▶ [Assignment]
Repeat the data. Keep each line identical.

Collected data
--------------------------------

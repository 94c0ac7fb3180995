//! The surrounding execution engine, seen through the narrow interface the
//! reclaim pass needs: stop-the-world suspension, memory-pressure
//! accounting, and the side-effecting unload callbacks.

use std::sync::atomic::{AtomicBool, AtomicI32, AtomicUsize, Ordering};

use parking_lot::{Condvar, Mutex};

use crate::{assembly::DomainAssembly, loader_allocator::LoaderAllocator};

/// Memory pressure charged against the managed collector for each tracker
/// published by `setup_managed_tracking`.
pub const MANAGED_TRACKING_PRESSURE: usize = 30_000;

type AllocatorCallback = Box<dyn Fn(&LoaderAllocator) + Send + Sync>;
type AssemblyCallback = Box<dyn Fn(&DomainAssembly) + Send + Sync>;

/// Callbacks into the embedding runtime, invoked during sweep. All default
/// to no-ops.
#[derive(Default)]
pub struct RuntimeHooks {
    /// The unload event fired once per torn-down allocator, before the
    /// debugger is notified.
    pub on_unload: Option<AllocatorCallback>,
    /// Debugger notification, once per assembly of a torn-down allocator.
    pub notify_debugger_unload: Option<AssemblyCallback>,
    /// `ExecutionManager::unload`: the JIT drops its per-allocator code
    /// manager while the engine is suspended.
    pub unload_code_manager: Option<AllocatorCallback>,
}

/// Suspension barrier and pressure accounting for one runtime instance.
pub struct ExecutionEngine {
    suspension_depth: AtomicI32,
    suspension_mutex: Mutex<()>,
    cv_resume: Condvar,
    at_process_exit: AtomicBool,
    memory_pressure: AtomicUsize,
    pub hooks: RuntimeHooks,
}

impl ExecutionEngine {
    pub fn new() -> Self {
        Self::with_hooks(RuntimeHooks::default())
    }

    pub fn with_hooks(hooks: RuntimeHooks) -> Self {
        Self {
            suspension_depth: AtomicI32::new(0),
            suspension_mutex: Mutex::new(()),
            cv_resume: Condvar::new(),
            at_process_exit: AtomicBool::new(false),
            memory_pressure: AtomicUsize::new(0),
            hooks,
        }
    }

    /// Brings the engine to a stop so cache purges observe a quiescent
    /// heap. Reentrant; only the outermost suspend arms the barrier.
    pub fn suspend(&self) {
        let guard = self.suspension_mutex.lock();
        self.suspension_depth.fetch_add(1, Ordering::AcqRel);
        drop(guard);
    }

    pub fn restart(&self) {
        let guard = self.suspension_mutex.lock();
        let old = self.suspension_depth.fetch_sub(1, Ordering::AcqRel);
        debug_assert!(old > 0);
        if old == 1 {
            self.cv_resume.notify_all();
        }
        drop(guard);
    }

    pub fn is_suspended(&self) -> bool {
        self.suspension_depth.load(Ordering::Acquire) > 0
    }

    /// Blocks the calling thread until no suspension scope is active.
    pub fn wait_until_running(&self) {
        let mut guard = self.suspension_mutex.lock();
        while self.suspension_depth.load(Ordering::Acquire) > 0 {
            self.cv_resume.wait(&mut guard);
        }
    }

    /// During process exit the engine is never suspended; a fault in that
    /// window would be fatal anyway.
    pub fn set_at_process_exit(&self) {
        self.at_process_exit.store(true, Ordering::Release);
    }

    pub fn at_process_exit(&self) -> bool {
        self.at_process_exit.load(Ordering::Acquire)
    }

    pub fn add_memory_pressure(&self, bytes: usize) {
        self.memory_pressure.fetch_add(bytes, Ordering::AcqRel);
    }

    pub fn remove_memory_pressure(&self, bytes: usize) {
        let old = self.memory_pressure.fetch_sub(bytes, Ordering::AcqRel);
        debug_assert!(old >= bytes);
    }

    pub fn memory_pressure(&self) -> usize {
        self.memory_pressure.load(Ordering::Acquire)
    }

    pub(crate) fn unload_event(&self, allocator: &LoaderAllocator) {
        if let Some(hook) = &self.hooks.on_unload {
            hook(allocator);
        }
    }

    pub(crate) fn notify_debugger_unload(&self, assembly: &DomainAssembly) {
        if let Some(hook) = &self.hooks.notify_debugger_unload {
            hook(assembly);
        }
    }

    pub(crate) fn unload_code_manager(&self, allocator: &LoaderAllocator) {
        if let Some(hook) = &self.hooks.unload_code_manager {
            hook(allocator);
        }
    }
}

impl Default for ExecutionEngine {
    fn default() -> Self {
        Self::new()
    }
}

--------------------------------

▶ [Exercise result]
repository 94c0ac7fb3180995
//! The surrounding execution engine, seen through the narrow interface the
//! reclaim pass needs: stop-the-world suspension, memory-pressure
//! accounting, and the side-effecting unload callbacks.

use std::sync::atomic::{AtomicBool, AtomicI32, AtomicUsize, Ordering};

use parking_lot::{Condvar, Mutex};

use crate::{assembly::DomainAssembly, loader_allocator::LoaderAllocator};

/// Memory pressure charged against the managed collector for each tracker
/// published by `setup_managed_tracking`.
pub const MANAGED_TRACKING_PRESSURE: usize = 30_000;

type AllocatorCallback = Box<dyn Fn(&LoaderAllocator) + Send + Sync>;
type AssemblyCallback = Box<dyn Fn(&DomainAssembly) + Send + Sync>;

/// Callbacks into the embedding runtime, invoked during sweep. All default
/// to no-ops.
#[derive(Default)]
pub struct RuntimeHooks {
    /// The unload event fired once per torn-down allocator, before the
    /// debugger is notified.
    pub on_unload: Option<AllocatorCallback>,
    /// Debugger notification, once per assembly of a torn-down allocator.
    pub notify_debugger_unload: Option<AssemblyCallback>,
    /// `ExecutionManager::unload`: the JIT drops its per-allocator code
    /// manager while the engine is suspended.
    pub unload_code_manager: Option<AllocatorCallback>,
}

/// Suspension barrier and pressure accounting for one runtime instance.
pub struct ExecutionEngine {
    suspension_depth: AtomicI32,
    suspension_mutex: Mutex<()>,
    cv_resume: Condvar,
    at_process_exit: AtomicBool,
    memory_pressure: AtomicUsize,
    pub hooks: RuntimeHooks,
}

impl ExecutionEngine {
    pub fn new() -> Self {
        Self::with_hooks(RuntimeHooks::default())
    }

    pub fn with_hooks(hooks: RuntimeHooks) -> Self {
        Self {
            suspension_depth: AtomicI32::new(0),
            suspension_mutex: Mutex::new(()),
            cv_resume: Condvar::new(),
            at_process_exit: AtomicBool::new(false),
            memory_pressure: AtomicUsize::new(0),
            hooks,
        }
    }

    /// Brings the engine to a stop so cache purges observe a quiescent
    /// heap. Reentrant; only the outermost suspend arms the barrier.
    pub fn suspend(&self) {
        let guard = self.suspension_mutex.lock();
        self.suspension_depth.fetch_add(1, Ordering::AcqRel);
        drop(guard);
    }

    pub fn restart(&self) {
        let guard = self.suspension_mutex.lock();
        let old = self.suspension_depth.fetch_sub(1, Ordering::AcqRel);
        debug_assert!(old > 0);
        if old == 1 {
            self.cv_resume.notify_all();
        }
        drop(guard);
    }

    pub fn is_suspended(&self) -> bool {
        self.suspension_depth.load(Ordering::Acquire) > 0
    }

    /// Blocks the calling thread until no suspension scope is active.
    pub fn wait_until_running(&self) {
        let mut guard = self.suspension_mutex.lock();
        while self.suspension_depth.load(Ordering::Acquire) > 0 {
            self.cv_resume.wait(&mut guard);
        }
    }

    /// During process exit the engine is never suspended; a fault in that
    /// window would be fatal anyway.
    pub fn set_at_process_exit(&self) {
        self.at_process_exit.store(true, Ordering::Release);
    }

    pub fn at_process_exit(&self) -> bool {
        self.at_process_exit.load(Ordering::Acquire)
    }

    pub fn add_memory_pressure(&self, bytes: usize) {
        self.memory_pressure.fetch_add(bytes, Ordering::AcqRel);
    }

    pub fn remove_memory_pressure(&self, bytes: usize) {
        let old = self.memory_pressure.fetch_sub(bytes, Ordering::AcqRel);
        debug_assert!(old >= bytes);
    }

    pub fn memory_pressure(&self) -> usize {
        self.memory_pressure.load(Ordering::Acquire)
    }

    pub(crate) fn unload_event(&self, allocator: &LoaderAllocator) {
        if let Some(hook) = &self.hooks.on_unload {
            hook(allocator);
        }
    }

    pub(crate) fn notify_debugger_unload(&self, assembly: &DomainAssembly) {
        if let Some(hook) = &self.hooks.notify_debugger_unload {
            hook(assembly);
        }
    }

    pub(crate) fn unload_code_manager(&self, allocator: &LoaderAllocator) {
        if let Some(hook) = &self.hooks.unload_code_manager {
            hook(allocator);
        }
    }
}

impl Default for ExecutionEngine {
    fn default() -> Self {
        Self::new()
    }
}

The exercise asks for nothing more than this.